La communication a été coupée. Je prends une grande inspiration, puis quitte mes appartements.

Ma curiosité maladive étant une tare difficile à contrôler, je perds encore quelques précieuses
minutes à contempler les diverses photos accrochées sur les murs. Sur chacune d'entre elles, Mr
Malik dégage le même magnétisme. Et à chaque fois que je l'observe un peu trop longtemps, une petite bête bondissante se déclenche dans mon ventre. Trêve de plaisanterie – de nymphomanie.

Deuxième étage, j'avance dans le couloir, en direction de la porte du fond. Je devine que c'est là que je retrouverai Connor, pour discuter ustensiles de cuisine et popote.

Discussion particulièrement réjouissante à 7 h 36 du matin.

Erreur. Fatale. Une porte s'ouvre, juste à ma droite, et un homme – un dieu vivant – apparaît, torse
nu, une serviette noire nouée autour de la taille. Cet homme, c'est Mr Malik. Mon boss. Qui me
lance un regard interloqué, avant de plisser les yeux de cette manière si particulière. Qui m'empêche de deviner la moindre pensée qui traverse son esprit. Peu importe, à cet instant, mon cœur bat la chamade et menace de s'extraire de ma poitrine. Mes yeux le parcourent. Ces cheveux brun foncé, trempés, en bataille. Cette peau hâlée, ambrée, luisante. Ce tatouage sombre qui lui barre l'épaule pour descendre jusqu'à son pectoral saillant. Ces biceps massifs, ces abdominaux parfaitement dessinés, ces...

– Miss Merlin, je peux vous aider ? grogne-t-il d'une voix profonde, en me forçant à le fixer dans
les yeux. Il me semble que vous vous êtes trompée d'étage. Vous êtes au troisième, ici. Sur mon
territoire...

Pas d'agressivité dans son regard. Juste une intensité qui me fait rater un battement. Puis deux... Je
fais volte-face et décampe misérablement, sans ajouter un mot. Mes joues sont cramoisies, ma fierté
évanouie. Je viens de faire une bourde monstrueuse, en le prenant par surprise à la sortie de la
douche. Et d'empirer les choses en le reluquant comme une gourmandise à croquer, savourer,
suçoter...

Mais bon sang, une telle perfection ne devrait pas exister !
Je ne me trompe pas d'étage, cette fois, et retrouve Connor dans son bureau, dont la porte est
restée ouverte. J'ai du mal à cacher mon trouble, ma tension artérielle refuse de redescendre.

– Tout va bien, Em ? me demande gentiment le seul allié que j'ai dans cette maison.
– Oui... Enfin... Je... Vous pouvez choisir la nouvelle cuisinière pour moi, finis-je par articuler.

Je n'y connais rien, en équipements électroménagers.
– Très bien. En attendant, n'hésitez pas à utiliser la cuisine principale. Vous ne dérangerez personne.
– Pas même Mr Malik ?
demandé-je d'une voix timide.
– Non. Il n'est pas du genre à passer beaucoup de temps aux fourneaux, vous savez...

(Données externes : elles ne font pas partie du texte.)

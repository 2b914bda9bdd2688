#![allow(dead_code)]

use exam_proctor::camera::{CameraProvider, FrameSource};
use exam_proctor::common::config::{MatcherConfig, MonitorConfig};
use exam_proctor::core::{
    AffectClassification, DetectedObject, FaceBox, FaceDetection, FaceEmbedding, IdentityMatcher, ObjectDetection,
};
use exam_proctor::monitor::MonitorContext;
use exam_proctor::storage::{FacialSignature, FileSignatureStore, SignatureStore};
use exam_proctor::{ProctorError, Result};
use image::{DynamicImage, Rgb, RgbImage};
use std::sync::atomic::{AtomicBool, AtomicU64, AtomicUsize, Ordering};
use std::sync::{Arc, Mutex};
use std::time::{Duration, Instant};
use tempfile::TempDir;

/// What the fake camera is looking at. Encoded into pixel (0, 0) as
/// `[faces, id_a, id_b]` so the fake models only need the frame.
#[derive(Debug, Clone, Copy, PartialEq)]
pub struct Scene {
    pub faces: u8,
    pub identity: [u8; 2],
    pub phone_visible: bool,
}

impl Scene {
    pub fn student(identity: [u8; 2]) -> Self {
        Self { faces: 1, identity, phone_visible: false }
    }

    pub fn empty() -> Self {
        Self { faces: 0, identity: [0, 0], phone_visible: false }
    }
}

pub const ALICE: [u8; 2] = [200, 10];
pub const BOB: [u8; 2] = [10, 200];

pub fn signature_of(identity: [u8; 2]) -> Vec<f32> {
    vec![identity[0] as f32 / 255.0, identity[1] as f32 / 255.0]
}

pub fn render(scene: Scene) -> DynamicImage {
    let mut image = RgbImage::new(64, 64);
    image.put_pixel(0, 0, Rgb([scene.faces, scene.identity[0], scene.identity[1]]));
    image.put_pixel(1, 0, Rgb([scene.phone_visible as u8, 0, 0]));
    DynamicImage::ImageRgb8(image)
}

/// Shared camera state: the scene, read failures, latency, and how many
/// handles are open.
#[derive(Clone)]
pub struct FakeCamera {
    pub scene: Arc<Mutex<Scene>>,
    pub fail_reads: Arc<AtomicBool>,
    pub open_handles: Arc<AtomicUsize>,
    pub opened: Arc<AtomicUsize>,
    pub reads: Arc<AtomicUsize>,
    pub read_delay_ms: Arc<AtomicU64>,
    pub open_delay_ms: Arc<AtomicU64>,
    available: Vec<u32>,
}

impl FakeCamera {
    pub fn new(scene: Scene) -> Self {
        Self::with_devices(scene, vec![0])
    }

    pub fn with_devices(scene: Scene, available: Vec<u32>) -> Self {
        Self {
            scene: Arc::new(Mutex::new(scene)),
            fail_reads: Arc::new(AtomicBool::new(false)),
            open_handles: Arc::new(AtomicUsize::new(0)),
            opened: Arc::new(AtomicUsize::new(0)),
            reads: Arc::new(AtomicUsize::new(0)),
            read_delay_ms: Arc::new(AtomicU64::new(0)),
            open_delay_ms: Arc::new(AtomicU64::new(0)),
            available,
        }
    }

    pub fn set_scene(&self, scene: Scene) {
        *self.scene.lock().unwrap() = scene;
    }

    pub fn open_handles(&self) -> usize {
        self.open_handles.load(Ordering::SeqCst)
    }

    pub fn reads(&self) -> usize {
        self.reads.load(Ordering::SeqCst)
    }

    pub fn set_read_delay(&self, delay: Duration) {
        self.read_delay_ms.store(delay.as_millis() as u64, Ordering::SeqCst);
    }

    pub fn set_open_delay(&self, delay: Duration) {
        self.open_delay_ms.store(delay.as_millis() as u64, Ordering::SeqCst);
    }
}

fn pause(delay_ms: &AtomicU64) {
    let ms = delay_ms.load(Ordering::SeqCst);
    if ms > 0 {
        std::thread::sleep(Duration::from_millis(ms));
    }
}

struct FakeFrames {
    index: u32,
    camera: FakeCamera,
}

impl FrameSource for FakeFrames {
    fn read_frame(&mut self) -> Result<DynamicImage> {
        self.camera.reads.fetch_add(1, Ordering::SeqCst);
        pause(&self.camera.read_delay_ms);
        if self.camera.fail_reads.load(Ordering::SeqCst) {
            return Err(ProctorError::Camera("device unplugged".into()));
        }
        Ok(render(*self.camera.scene.lock().unwrap()))
    }

    fn device_index(&self) -> u32 {
        self.index
    }
}

impl Drop for FakeFrames {
    fn drop(&mut self) {
        self.camera.open_handles.fetch_sub(1, Ordering::SeqCst);
    }
}

impl CameraProvider for FakeCamera {
    fn open(&self, index: u32) -> Result<Box<dyn FrameSource>> {
        if !self.available.contains(&index) {
            return Err(ProctorError::Camera(format!("no /dev/video{}", index)));
        }
        pause(&self.open_delay_ms);
        self.open_handles.fetch_add(1, Ordering::SeqCst);
        self.opened.fetch_add(1, Ordering::SeqCst);
        Ok(Box::new(FakeFrames { index, camera: self.clone() }))
    }
}

fn marker(image: &DynamicImage) -> Rgb<u8> {
    *image.to_rgb8().get_pixel(0, 0)
}

/// Reports as many faces as the scene says.
pub struct FakeDetector;

impl FaceDetection for FakeDetector {
    fn detect(&self, image: &DynamicImage) -> Result<Vec<FaceBox>> {
        let faces = marker(image)[0];
        Ok((0..faces)
            .map(|i| {
                let x = 8.0 + i as f32 * 24.0;
                FaceBox { x1: x, y1: 8.0, x2: x + 20.0, y2: 40.0, confidence: 0.95 }
            })
            .collect())
    }
}

/// Embeds the identity bytes of the scene.
pub struct FakeEmbedder;

impl FaceEmbedding for FakeEmbedder {
    fn embed(&self, image: &DynamicImage, _face: &FaceBox) -> Result<Vec<f32>> {
        let pixel = marker(image);
        Ok(signature_of([pixel[1], pixel[2]]))
    }
}

pub struct FixedAffect(pub &'static str);

impl AffectClassification for FixedAffect {
    fn classify(&self, _face: &DynamicImage) -> Result<String> {
        Ok(self.0.to_string())
    }
}

pub struct FailingAffect;

impl AffectClassification for FailingAffect {
    fn classify(&self, _face: &DynamicImage) -> Result<String> {
        Err(ProctorError::Model("emotion model crashed".into()))
    }
}

pub struct PanickingAffect;

impl AffectClassification for PanickingAffect {
    fn classify(&self, _face: &DynamicImage) -> Result<String> {
        panic!("emotion model segfault");
    }
}

/// Sees a phone when the scene has one.
pub struct FakeObjects;

impl ObjectDetection for FakeObjects {
    fn detect_objects(&self, image: &DynamicImage) -> Result<Vec<DetectedObject>> {
        if image.to_rgb8().get_pixel(1, 0)[0] == 0 {
            return Ok(Vec::new());
        }
        let bbox = FaceBox { x1: 40.0, y1: 40.0, x2: 60.0, y2: 60.0, confidence: 0.9 };
        Ok(vec![
            DetectedObject { label: "cell phone".into(), bbox: bbox.clone() },
            DetectedObject { label: "cell phone".into(), bbox },
        ])
    }
}

pub fn matcher() -> Arc<IdentityMatcher> {
    Arc::new(IdentityMatcher::new(Arc::new(FakeDetector), Arc::new(FakeEmbedder), MatcherConfig::default()))
}

pub fn fast_monitor_config() -> MonitorConfig {
    MonitorConfig {
        frame_interval_ms: 20,
        max_consecutive_read_failures: 3,
        ..MonitorConfig::default()
    }
}

pub struct Fixture {
    pub dir: TempDir,
    pub store: Arc<FileSignatureStore>,
    pub camera: FakeCamera,
}

impl Fixture {
    /// Exam 1 enrolls alice and bob.
    pub fn new() -> Self {
        let dir = TempDir::new().expect("temp dir");
        let store = Arc::new(FileSignatureStore::new(dir.path().join("signatures")).expect("store"));
        store
            .save_signature_set(1, &[
                FacialSignature::new("alice", signature_of(ALICE)),
                FacialSignature::new("bob", signature_of(BOB)),
            ])
            .expect("seed signatures");

        Self { dir, store, camera: FakeCamera::new(Scene::student(ALICE)) }
    }

    pub fn context(&self) -> MonitorContext {
        self.context_with(fast_monitor_config())
    }

    pub fn context_with(&self, config: MonitorConfig) -> MonitorContext {
        MonitorContext::new(Arc::new(self.camera.clone()), self.store.clone(), matcher(), config)
            .with_camera_indices(vec![2, 1, 0])
    }
}

/// Polls `condition` until it holds or `timeout` passes.
pub fn wait_until(timeout: Duration, mut condition: impl FnMut() -> bool) -> bool {
    let deadline = Instant::now() + timeout;
    while Instant::now() < deadline {
        if condition() {
            return true;
        }
        std::thread::sleep(Duration::from_millis(5));
    }
    condition()
}
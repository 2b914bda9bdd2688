use exam_proctor::{
    camera,
    service::{protocol::StatusResponse, ServiceClient},
    DevMode,
};

use anyhow::Result;
use clap::{Parser, Subcommand};
use std::path::PathBuf;

#[derive(Parser)]
#[command(name = "exam-proctor")]
#[command(about = "Control the exam proctoring daemon")]
struct Cli {
    /// Talk to the development daemon
    #[arg(long, global = true)]
    dev: bool,

    /// Override the daemon socket
    #[arg(long, global = true)]
    socket: Option<PathBuf>,

    /// Print responses as JSON
    #[arg(long, global = true)]
    json: bool,

    #[command(subcommand)]
    command: Commands,
}

#[derive(Subcommand)]
enum Commands {
    /// Start monitoring an exam session
    Start {
        #[arg(short, long)]
        session: String,
        #[arg(short, long)]
        exam: u64,
        /// Student label as enrolled (spaces are normalized)
        #[arg(short = 'l', long)]
        student: String,
    },
    /// Stop monitoring an exam session
    Stop {
        #[arg(short, long)]
        session: String,
    },
    /// Show the monitor status of a session
    Status {
        #[arg(short, long)]
        session: String,
    },
    /// Check that a student is enrolled for an exam
    Verify {
        #[arg(short, long)]
        exam: u64,
        #[arg(short = 'l', long)]
        student: String,
    },
    /// Build an exam's signatures from a folder of photos
    Extract {
        #[arg(short, long)]
        exam: u64,
        /// Folder of <student name>.jpg files, relative to the uploads dir or absolute
        #[arg(short, long)]
        folder: PathBuf,
    },
    /// Show remote-access and capture guard status
    Guards,
    /// List video devices
    ListCameras,
}

fn main() -> Result<()> {
    let cli = Cli::parse();

    setup_logging(cli.dev);

    let dev_mode = DevMode::new(cli.dev)?;
    let client = ServiceClient::new(cli.socket.clone().unwrap_or_else(|| dev_mode.socket_path()));

    match cli.command {
        Commands::Start { session, exam, student } => {
            let started = client.start(&session, exam, &student)?;
            if cli.json {
                println!("{}", serde_json::json!({ "started": started }));
            } else if started {
                println!("Monitoring started for session {}", session);
            } else {
                let status = client.status(&session)?;
                if status.face_status.is_init_failure() {
                    println!("Monitoring could not start: {}", status.face_status);
                } else {
                    println!("Monitoring could not start for session {}", session);
                }
            }
        }
        Commands::Stop { session } => {
            let stopped = client.stop(&session)?;
            if cli.json {
                println!("{}", serde_json::json!({ "stopped": stopped }));
            } else if stopped {
                println!("Monitoring stopped for session {}", session);
            } else {
                println!("No monitor for session {}", session);
            }
        }
        Commands::Status { session } => {
            let status = client.status(&session)?;
            if cli.json {
                println!("{}", serde_json::to_string_pretty(&status)?);
            } else {
                print_status(&session, &status);
            }
        }
        Commands::Verify { exam, student } => {
            let authorized = client.verify_student(exam, &student)?;
            if cli.json {
                println!("{}", serde_json::json!({ "authorized": authorized }));
            } else {
                println!(
                    "{} is {}enrolled for exam {}",
                    student,
                    if authorized { "" } else { "NOT " },
                    exam
                );
            }
        }
        Commands::Extract { exam, folder } => {
            let report = client.extract_signatures(exam, &folder)?;
            if cli.json {
                println!("{}", serde_json::to_string_pretty(&report)?);
            } else {
                println!(
                    "Extraction {}: {} signatures saved for exam {}",
                    if report.success { "succeeded" } else { "failed" },
                    report.processed_count,
                    exam
                );
                for file in &report.failed_files {
                    println!("  skipped {}", file);
                }
            }
        }
        Commands::Guards => {
            let statuses = client.guard_status()?;
            if cli.json {
                println!("{}", serde_json::to_string_pretty(&statuses)?);
            } else if statuses.is_empty() {
                println!("No guards enabled");
            } else {
                for status in statuses {
                    println!(
                        "{}: {} ({} detections{})",
                        status.kind.name(),
                        if status.running { "running" } else { "stopped" },
                        status.detected.len(),
                        if status.threat_detected { ", threat active" } else { "" }
                    );
                    for detection in status.detected.iter().rev().take(5) {
                        println!(
                            "  pid {} {} [{}]{}",
                            detection.pid,
                            detection.name,
                            detection.matched_keyword,
                            if detection.suppressed { " terminated" } else { "" }
                        );
                    }
                }
            }
        }
        Commands::ListCameras => {
            let cameras = camera::list_cameras()?;
            if cameras.is_empty() {
                println!("No cameras found. Check /dev/video* permissions.");
            }
            for cam in cameras {
                println!(
                    "/dev/video{}: {} [{}]{}",
                    cam.index,
                    cam.name,
                    cam.formats.join(", "),
                    if cam.can_capture { "" } else { " (no capture)" }
                );
            }
        }
    }

    Ok(())
}

fn print_status(session: &str, status: &StatusResponse) {
    println!("Session:   {}", session);
    println!("Running:   {}", status.running);
    println!("Face:      {}", status.face_status);
    println!("Identity:  {}", if status.identity_confirmed { "confirmed" } else { "not confirmed" });
    println!("Emotion:   {}", status.emotion);
    if !status.detected_objects.is_empty() {
        println!("Objects:   {}", status.detected_objects.join(", "));
    }
    if let Some(updated) = status.last_update_time {
        let updated: chrono::DateTime<chrono::Local> = updated.into();
        println!("Updated:   {}", updated.format("%H:%M:%S"));
    }
}

fn setup_logging(dev_mode: bool) {
    if dev_mode {
        tracing_subscriber::fmt()
            .with_max_level(tracing::Level::DEBUG)
            .with_file(true)
            .with_line_number(true)
            .with_thread_ids(true)
            .with_writer(std::io::stderr)
            .init();
    } else {
        tracing_subscriber::fmt()
            .with_writer(std::io::stderr)
            .init();
    }
}
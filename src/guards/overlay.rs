use parking_lot::Mutex;
use std::collections::BTreeSet;
use std::sync::atomic::{AtomicBool, Ordering};
use std::sync::Arc;

/// Screen blocking overlay and input lock.
pub trait Overlay: Send + Sync {
    fn engage(&self, reason: &str);

    fn release(&self);

    fn is_engaged(&self) -> bool;
}

/// Records the overlay state and logs transitions. Desktop integration
/// subscribes to the daemon's guard status rather than being driven from here.
#[derive(Default)]
pub struct LoggingOverlay {
    engaged: AtomicBool,
}

impl LoggingOverlay {
    pub fn new() -> Self {
        Self::default()
    }
}

impl Overlay for LoggingOverlay {
    fn engage(&self, reason: &str) {
        if !self.engaged.swap(true, Ordering::SeqCst) {
            tracing::warn!("Overlay engaged: {}", reason);
        }
    }

    fn release(&self) {
        if self.engaged.swap(false, Ordering::SeqCst) {
            tracing::info!("Overlay released");
        }
    }

    fn is_engaged(&self) -> bool {
        self.engaged.load(Ordering::SeqCst)
    }
}

/// One overlay held by several owners. The inner overlay is engaged while at
/// least one holder remains and released when the last one lets go.
pub struct SharedOverlay {
    inner: Arc<dyn Overlay>,
    holders: Mutex<BTreeSet<String>>,
}

impl SharedOverlay {
    pub fn new(inner: Arc<dyn Overlay>) -> Self {
        Self { inner, holders: Mutex::new(BTreeSet::new()) }
    }

    pub fn hold(&self, holder: &str, reason: &str) {
        let mut holders = self.holders.lock();
        if holders.insert(holder.to_string()) && holders.len() == 1 {
            self.inner.engage(reason);
        }
    }

    /// Releasing a holder that never held is a no-op.
    pub fn unhold(&self, holder: &str) {
        let mut holders = self.holders.lock();
        if holders.remove(holder) && holders.is_empty() {
            self.inner.release();
        }
    }

    pub fn holders(&self) -> Vec<String> {
        self.holders.lock().iter().cloned().collect()
    }

    pub fn is_engaged(&self) -> bool {
        self.inner.is_engaged()
    }
}

#[cfg(test)]
mod tests {
    use super::*;

    #[test]
    fn engage_and_release_are_idempotent() {
        let overlay = LoggingOverlay::new();
        overlay.release();
        assert!(!overlay.is_engaged());

        overlay.engage("obs");
        overlay.engage("obs");
        assert!(overlay.is_engaged());

        overlay.release();
        assert!(!overlay.is_engaged());
    }

    #[test]
    fn shared_overlay_stays_engaged_until_last_holder_leaves() {
        let inner = Arc::new(LoggingOverlay::new());
        let shared = SharedOverlay::new(inner.clone());

        shared.hold("s-1", "cell phone");
        shared.hold("s-2", "laptop");
        shared.hold("s-1", "cell phone");
        assert!(inner.is_engaged());

        shared.unhold("s-1");
        assert!(inner.is_engaged());
        assert_eq!(shared.holders(), vec!["s-2".to_string()]);

        shared.unhold("s-3");
        assert!(inner.is_engaged());

        shared.unhold("s-2");
        assert!(!inner.is_engaged());
        assert!(shared.holders().is_empty());
    }
}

Encore ce sourire. Ce sourire sans malice, mais appuyé... Comme si Connor savait. Comme si ça
se voyait comme le nez au milieu de la figure que je craque pour Malik. Le multimilliardaire que toutes les Londoniennes de la « haute » s'arrachent.

Je suis sur un terrain glissant. La moindre chute pourrait me coûter cher. Mon boulot, mais surtout
ma santé mentale. Je dois me reprendre, me blinder, devenir totalement indifférente à ses charmes,
sinon je vais devenir folle.

Quatre nuits par semaine... Seul un étage nous séparera...

Un quart d'heure plus tard, la porte d'entrée claque brusquement, le babyphone se met à brailler.
Un : Zayn a quitté la townhouse pour la journée. Deux : Birdie vient de se réveiller. Je respire à
nouveau. Et retrousse mes manches.

10 heures. Le petit déjeuner et la séance d'habillage ne m'ont pas totalement achevée. Mais pas
loin. La rouquine – de mauvais poil – dans les bras, je passe devant la commode de l'entrée et
découvre une petite enveloppe, adressée à mon nom. Ou presque. « Nanny ».
Histoire de bien me rappeler quelle est ma place... Moi Nanny. Toi Tout-Puissant.

Je lis.

Nanny, voici votre carte bancaire « business ». Vous avez un budget illimité pour les dépenses
de Birdie.

Il a souligné le prénom de sa fille. Deux fois. Comme s'il était nécessaire d'insister sur le fait que
cette American Express noire ne m'était pas destinée. Enfin, pas directement.
Puisque c'est demandé si gentiment, je vais la faire chauffer, cette carte... pour Birdie, bien
évidemment...

L'arroseur arrosé. Je voulais faire ma maligne en dépensant une petite fortune aux frais de la
« royauté », au final, c'est moi qui ai payé. Pas financièrement, non, mais émotionnellement. En une
heure et demie de shopping, Birdie a réussi à me traumatiser à vie. Désormais, lorsque je verrai une
enseigne de magasin pour enfants, je partirai en courant. Si mes jambes tremblantes me le permettent.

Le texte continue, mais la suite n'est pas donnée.